== DIRECTIONS ==
Search the records for lines with the word "contains" and copy each match.

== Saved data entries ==

------------------------------------------------------------

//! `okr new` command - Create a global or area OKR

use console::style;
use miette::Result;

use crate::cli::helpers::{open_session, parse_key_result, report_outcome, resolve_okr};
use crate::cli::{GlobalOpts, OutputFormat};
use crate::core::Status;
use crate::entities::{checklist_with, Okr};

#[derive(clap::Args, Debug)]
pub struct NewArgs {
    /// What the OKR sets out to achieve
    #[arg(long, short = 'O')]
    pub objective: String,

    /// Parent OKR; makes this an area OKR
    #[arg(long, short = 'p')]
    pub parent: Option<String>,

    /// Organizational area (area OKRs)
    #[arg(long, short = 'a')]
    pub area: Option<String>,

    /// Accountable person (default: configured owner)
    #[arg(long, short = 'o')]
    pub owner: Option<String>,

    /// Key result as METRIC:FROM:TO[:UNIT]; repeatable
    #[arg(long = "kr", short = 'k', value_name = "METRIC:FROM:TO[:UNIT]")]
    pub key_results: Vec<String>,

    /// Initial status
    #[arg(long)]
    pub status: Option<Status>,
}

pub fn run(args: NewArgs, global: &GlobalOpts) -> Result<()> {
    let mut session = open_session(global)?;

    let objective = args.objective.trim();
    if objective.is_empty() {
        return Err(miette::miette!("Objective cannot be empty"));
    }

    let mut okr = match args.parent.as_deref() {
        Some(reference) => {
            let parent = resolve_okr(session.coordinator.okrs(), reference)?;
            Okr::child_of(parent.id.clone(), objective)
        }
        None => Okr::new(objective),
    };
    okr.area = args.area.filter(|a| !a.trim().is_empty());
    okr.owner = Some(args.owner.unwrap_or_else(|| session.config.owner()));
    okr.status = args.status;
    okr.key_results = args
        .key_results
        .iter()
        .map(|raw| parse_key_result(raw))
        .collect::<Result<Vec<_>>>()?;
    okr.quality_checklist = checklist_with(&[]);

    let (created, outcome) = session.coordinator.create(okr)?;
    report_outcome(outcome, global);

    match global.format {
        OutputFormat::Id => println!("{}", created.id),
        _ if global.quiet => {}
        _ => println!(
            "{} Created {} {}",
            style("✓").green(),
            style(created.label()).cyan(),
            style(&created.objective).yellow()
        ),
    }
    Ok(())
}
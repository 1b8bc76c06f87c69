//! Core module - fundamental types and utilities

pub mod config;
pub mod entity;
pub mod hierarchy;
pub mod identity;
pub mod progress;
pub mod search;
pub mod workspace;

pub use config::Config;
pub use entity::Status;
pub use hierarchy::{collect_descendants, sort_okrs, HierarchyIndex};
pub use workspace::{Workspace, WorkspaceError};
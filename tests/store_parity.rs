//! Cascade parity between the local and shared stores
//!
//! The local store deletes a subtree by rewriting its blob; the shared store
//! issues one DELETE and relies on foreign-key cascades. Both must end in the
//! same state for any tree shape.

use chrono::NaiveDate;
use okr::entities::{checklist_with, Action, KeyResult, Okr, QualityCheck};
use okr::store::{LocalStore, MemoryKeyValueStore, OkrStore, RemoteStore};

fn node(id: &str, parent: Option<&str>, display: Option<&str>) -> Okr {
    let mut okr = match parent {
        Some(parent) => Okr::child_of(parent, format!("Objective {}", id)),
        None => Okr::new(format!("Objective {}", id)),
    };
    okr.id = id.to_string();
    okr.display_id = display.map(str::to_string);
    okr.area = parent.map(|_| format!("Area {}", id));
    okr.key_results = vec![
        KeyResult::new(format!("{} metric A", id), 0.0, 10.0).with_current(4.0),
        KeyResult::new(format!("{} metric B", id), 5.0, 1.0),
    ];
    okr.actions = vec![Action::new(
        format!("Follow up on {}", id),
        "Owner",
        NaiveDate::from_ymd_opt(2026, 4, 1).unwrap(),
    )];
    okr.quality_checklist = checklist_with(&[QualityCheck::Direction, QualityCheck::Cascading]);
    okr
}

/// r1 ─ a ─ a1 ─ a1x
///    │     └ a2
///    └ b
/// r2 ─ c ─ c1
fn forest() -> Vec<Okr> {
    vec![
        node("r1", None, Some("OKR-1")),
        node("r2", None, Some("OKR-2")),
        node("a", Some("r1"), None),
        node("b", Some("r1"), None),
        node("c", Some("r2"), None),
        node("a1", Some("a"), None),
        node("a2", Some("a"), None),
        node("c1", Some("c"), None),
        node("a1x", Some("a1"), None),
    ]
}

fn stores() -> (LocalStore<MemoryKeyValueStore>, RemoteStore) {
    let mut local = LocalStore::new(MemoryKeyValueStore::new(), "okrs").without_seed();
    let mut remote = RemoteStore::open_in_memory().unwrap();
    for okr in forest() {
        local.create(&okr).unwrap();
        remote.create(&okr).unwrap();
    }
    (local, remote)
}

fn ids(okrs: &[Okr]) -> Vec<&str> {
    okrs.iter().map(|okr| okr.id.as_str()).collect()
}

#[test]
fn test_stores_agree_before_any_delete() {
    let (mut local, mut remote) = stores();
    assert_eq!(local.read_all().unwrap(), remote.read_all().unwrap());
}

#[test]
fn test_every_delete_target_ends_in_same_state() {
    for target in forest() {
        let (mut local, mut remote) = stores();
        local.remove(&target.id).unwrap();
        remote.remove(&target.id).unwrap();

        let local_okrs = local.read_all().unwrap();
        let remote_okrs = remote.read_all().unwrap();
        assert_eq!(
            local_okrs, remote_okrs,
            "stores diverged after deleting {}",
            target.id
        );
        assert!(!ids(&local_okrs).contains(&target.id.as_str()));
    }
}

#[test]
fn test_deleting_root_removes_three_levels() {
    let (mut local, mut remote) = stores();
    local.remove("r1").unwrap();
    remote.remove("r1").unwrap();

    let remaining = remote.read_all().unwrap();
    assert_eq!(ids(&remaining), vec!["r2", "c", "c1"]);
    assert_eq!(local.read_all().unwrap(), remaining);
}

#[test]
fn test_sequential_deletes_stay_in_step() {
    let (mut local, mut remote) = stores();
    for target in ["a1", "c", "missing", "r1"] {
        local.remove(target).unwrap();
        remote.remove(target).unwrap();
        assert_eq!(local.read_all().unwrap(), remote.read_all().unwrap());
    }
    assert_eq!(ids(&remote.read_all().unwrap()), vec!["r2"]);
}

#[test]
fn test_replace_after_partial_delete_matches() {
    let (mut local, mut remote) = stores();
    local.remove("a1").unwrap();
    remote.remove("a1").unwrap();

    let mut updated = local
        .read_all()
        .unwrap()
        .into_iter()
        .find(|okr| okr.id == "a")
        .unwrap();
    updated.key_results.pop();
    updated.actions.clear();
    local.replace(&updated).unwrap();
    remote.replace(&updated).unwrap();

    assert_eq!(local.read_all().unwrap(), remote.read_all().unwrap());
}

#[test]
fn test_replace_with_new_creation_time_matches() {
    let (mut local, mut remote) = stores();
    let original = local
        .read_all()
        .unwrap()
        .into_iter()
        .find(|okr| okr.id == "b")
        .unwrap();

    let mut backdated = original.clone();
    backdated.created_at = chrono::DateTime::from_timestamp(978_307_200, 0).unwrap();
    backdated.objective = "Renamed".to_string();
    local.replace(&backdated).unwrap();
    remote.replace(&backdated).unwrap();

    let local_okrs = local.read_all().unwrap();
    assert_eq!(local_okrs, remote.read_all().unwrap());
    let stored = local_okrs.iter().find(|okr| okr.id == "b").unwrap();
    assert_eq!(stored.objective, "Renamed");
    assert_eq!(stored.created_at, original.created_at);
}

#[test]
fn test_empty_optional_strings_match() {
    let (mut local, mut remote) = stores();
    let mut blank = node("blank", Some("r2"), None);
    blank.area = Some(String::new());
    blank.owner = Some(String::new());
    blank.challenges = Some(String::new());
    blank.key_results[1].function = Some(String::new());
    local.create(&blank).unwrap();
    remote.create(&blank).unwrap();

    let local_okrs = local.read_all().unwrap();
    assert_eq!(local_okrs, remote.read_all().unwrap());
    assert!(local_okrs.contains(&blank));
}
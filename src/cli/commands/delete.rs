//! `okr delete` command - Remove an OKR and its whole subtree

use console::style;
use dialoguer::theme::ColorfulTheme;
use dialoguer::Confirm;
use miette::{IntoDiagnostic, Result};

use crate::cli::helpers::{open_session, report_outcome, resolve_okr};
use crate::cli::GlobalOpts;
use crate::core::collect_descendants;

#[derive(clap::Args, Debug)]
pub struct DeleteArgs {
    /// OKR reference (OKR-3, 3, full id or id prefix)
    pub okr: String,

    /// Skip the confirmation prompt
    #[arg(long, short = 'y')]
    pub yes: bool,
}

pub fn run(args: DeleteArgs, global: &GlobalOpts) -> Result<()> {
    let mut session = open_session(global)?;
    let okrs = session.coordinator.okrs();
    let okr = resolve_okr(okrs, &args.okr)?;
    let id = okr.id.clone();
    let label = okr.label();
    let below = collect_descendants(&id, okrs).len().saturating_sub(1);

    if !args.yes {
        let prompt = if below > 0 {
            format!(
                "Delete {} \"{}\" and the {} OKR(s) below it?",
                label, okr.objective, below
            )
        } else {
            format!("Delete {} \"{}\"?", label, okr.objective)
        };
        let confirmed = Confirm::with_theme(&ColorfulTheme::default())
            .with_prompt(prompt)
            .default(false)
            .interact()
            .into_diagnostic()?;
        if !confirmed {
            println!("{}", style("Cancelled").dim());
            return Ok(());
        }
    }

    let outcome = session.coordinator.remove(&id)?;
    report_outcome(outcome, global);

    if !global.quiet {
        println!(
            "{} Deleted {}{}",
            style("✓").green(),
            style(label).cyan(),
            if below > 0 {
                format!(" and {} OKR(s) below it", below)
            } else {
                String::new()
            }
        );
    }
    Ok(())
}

------------------------------------------------------------

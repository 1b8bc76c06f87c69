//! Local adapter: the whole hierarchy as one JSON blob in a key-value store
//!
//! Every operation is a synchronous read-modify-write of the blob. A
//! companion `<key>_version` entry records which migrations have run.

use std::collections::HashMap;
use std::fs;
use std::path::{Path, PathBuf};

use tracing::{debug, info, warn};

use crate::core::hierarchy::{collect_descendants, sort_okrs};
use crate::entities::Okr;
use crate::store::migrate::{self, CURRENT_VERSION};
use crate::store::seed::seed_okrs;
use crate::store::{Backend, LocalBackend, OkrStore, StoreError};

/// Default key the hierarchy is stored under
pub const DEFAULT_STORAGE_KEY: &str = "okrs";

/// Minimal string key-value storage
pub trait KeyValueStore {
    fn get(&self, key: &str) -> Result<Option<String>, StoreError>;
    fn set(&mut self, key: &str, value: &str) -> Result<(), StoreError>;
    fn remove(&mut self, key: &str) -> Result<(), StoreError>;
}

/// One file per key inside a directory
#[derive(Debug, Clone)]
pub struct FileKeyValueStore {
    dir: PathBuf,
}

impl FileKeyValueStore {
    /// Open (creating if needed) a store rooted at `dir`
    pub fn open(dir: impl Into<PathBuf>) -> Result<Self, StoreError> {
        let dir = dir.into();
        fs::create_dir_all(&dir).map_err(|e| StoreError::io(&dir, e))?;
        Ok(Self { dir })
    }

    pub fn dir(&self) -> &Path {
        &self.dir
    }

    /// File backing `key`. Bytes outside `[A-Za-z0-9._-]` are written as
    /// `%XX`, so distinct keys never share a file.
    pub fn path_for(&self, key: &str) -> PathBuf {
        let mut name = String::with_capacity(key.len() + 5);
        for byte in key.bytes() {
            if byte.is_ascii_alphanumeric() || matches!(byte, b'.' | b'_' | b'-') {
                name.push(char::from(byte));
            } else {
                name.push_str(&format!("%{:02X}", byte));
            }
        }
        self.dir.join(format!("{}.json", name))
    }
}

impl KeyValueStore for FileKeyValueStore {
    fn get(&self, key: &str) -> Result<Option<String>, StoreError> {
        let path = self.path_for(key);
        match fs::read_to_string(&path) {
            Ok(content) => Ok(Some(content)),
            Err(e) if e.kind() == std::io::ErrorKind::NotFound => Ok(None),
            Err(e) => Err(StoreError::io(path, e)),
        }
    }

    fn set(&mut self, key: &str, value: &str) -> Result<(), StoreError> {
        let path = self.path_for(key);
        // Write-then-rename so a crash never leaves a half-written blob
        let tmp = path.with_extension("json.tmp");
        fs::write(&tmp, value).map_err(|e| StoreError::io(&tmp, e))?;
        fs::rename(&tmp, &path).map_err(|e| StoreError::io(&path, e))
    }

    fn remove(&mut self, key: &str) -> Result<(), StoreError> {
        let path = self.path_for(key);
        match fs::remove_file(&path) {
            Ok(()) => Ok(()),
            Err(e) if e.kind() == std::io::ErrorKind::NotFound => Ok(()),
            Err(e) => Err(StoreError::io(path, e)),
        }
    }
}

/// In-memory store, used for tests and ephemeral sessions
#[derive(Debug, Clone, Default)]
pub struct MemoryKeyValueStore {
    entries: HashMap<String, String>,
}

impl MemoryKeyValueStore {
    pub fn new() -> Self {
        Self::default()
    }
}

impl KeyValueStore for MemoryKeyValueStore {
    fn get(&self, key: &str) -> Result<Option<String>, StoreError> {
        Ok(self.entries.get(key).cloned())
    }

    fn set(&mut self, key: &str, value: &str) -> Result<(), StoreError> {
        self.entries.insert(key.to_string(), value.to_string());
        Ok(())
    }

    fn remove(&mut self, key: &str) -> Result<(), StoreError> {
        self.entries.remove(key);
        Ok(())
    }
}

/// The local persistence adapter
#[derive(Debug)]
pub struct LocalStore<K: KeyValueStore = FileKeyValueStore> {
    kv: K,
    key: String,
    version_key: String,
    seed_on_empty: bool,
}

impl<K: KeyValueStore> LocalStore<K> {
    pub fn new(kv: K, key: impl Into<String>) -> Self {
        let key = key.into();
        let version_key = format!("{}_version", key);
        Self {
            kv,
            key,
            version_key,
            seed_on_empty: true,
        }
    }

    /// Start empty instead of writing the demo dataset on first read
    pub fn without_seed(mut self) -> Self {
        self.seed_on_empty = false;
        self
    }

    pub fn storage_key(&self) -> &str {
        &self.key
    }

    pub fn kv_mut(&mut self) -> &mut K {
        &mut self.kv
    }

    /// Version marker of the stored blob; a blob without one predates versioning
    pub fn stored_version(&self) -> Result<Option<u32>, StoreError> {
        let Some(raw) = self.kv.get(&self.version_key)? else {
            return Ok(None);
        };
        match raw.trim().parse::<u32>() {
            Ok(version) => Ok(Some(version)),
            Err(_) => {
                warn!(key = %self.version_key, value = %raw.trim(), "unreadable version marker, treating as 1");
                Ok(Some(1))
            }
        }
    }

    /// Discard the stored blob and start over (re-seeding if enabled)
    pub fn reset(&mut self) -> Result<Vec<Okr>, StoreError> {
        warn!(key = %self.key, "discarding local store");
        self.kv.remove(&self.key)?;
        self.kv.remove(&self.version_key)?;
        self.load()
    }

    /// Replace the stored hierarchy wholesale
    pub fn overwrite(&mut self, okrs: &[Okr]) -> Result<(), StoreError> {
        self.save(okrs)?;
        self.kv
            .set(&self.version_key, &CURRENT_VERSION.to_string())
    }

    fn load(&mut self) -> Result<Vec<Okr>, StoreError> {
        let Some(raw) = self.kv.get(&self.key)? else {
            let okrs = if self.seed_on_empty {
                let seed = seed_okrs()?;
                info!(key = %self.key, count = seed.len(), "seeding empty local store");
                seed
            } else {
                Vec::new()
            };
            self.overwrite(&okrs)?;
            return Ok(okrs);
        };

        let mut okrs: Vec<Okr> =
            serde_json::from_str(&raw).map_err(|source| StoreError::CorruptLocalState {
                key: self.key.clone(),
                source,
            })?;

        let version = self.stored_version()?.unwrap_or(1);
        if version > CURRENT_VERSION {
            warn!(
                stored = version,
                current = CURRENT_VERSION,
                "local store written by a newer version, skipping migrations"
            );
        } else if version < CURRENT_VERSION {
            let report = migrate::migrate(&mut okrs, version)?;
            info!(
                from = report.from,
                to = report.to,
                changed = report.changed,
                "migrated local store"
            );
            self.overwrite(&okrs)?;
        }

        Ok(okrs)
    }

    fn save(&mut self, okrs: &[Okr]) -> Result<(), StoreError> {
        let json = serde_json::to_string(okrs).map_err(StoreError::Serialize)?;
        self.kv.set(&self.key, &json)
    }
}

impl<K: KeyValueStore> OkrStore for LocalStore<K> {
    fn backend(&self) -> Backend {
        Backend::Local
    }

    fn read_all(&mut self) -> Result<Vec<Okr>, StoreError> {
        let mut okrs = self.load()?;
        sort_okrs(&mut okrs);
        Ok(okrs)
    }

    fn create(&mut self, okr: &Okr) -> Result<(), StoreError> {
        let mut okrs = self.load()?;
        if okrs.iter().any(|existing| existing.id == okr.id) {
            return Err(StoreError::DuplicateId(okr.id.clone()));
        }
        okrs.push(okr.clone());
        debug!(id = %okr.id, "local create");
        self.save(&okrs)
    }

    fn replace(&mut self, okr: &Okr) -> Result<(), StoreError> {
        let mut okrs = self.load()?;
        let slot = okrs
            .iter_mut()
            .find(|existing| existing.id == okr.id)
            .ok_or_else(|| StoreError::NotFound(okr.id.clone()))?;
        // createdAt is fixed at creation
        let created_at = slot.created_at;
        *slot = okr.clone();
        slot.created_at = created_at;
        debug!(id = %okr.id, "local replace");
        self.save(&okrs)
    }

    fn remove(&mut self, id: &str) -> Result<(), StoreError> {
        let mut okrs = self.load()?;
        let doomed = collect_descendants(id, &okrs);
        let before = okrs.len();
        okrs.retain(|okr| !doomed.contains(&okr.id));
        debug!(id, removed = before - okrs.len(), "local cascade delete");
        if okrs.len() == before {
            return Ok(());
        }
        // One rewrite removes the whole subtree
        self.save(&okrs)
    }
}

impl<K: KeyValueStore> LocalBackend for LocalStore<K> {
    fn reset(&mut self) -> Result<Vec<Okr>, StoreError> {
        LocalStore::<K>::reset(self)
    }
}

------------------------------------------------------------

== ANSWER TO THIS PROBLEM ==
        assert!(!ids(&local_okrs).contains(&target.id.as_str()));
    assert!(local_okrs.contains(&blank));
        okrs.retain(|okr| !doomed.contains(&okr.id));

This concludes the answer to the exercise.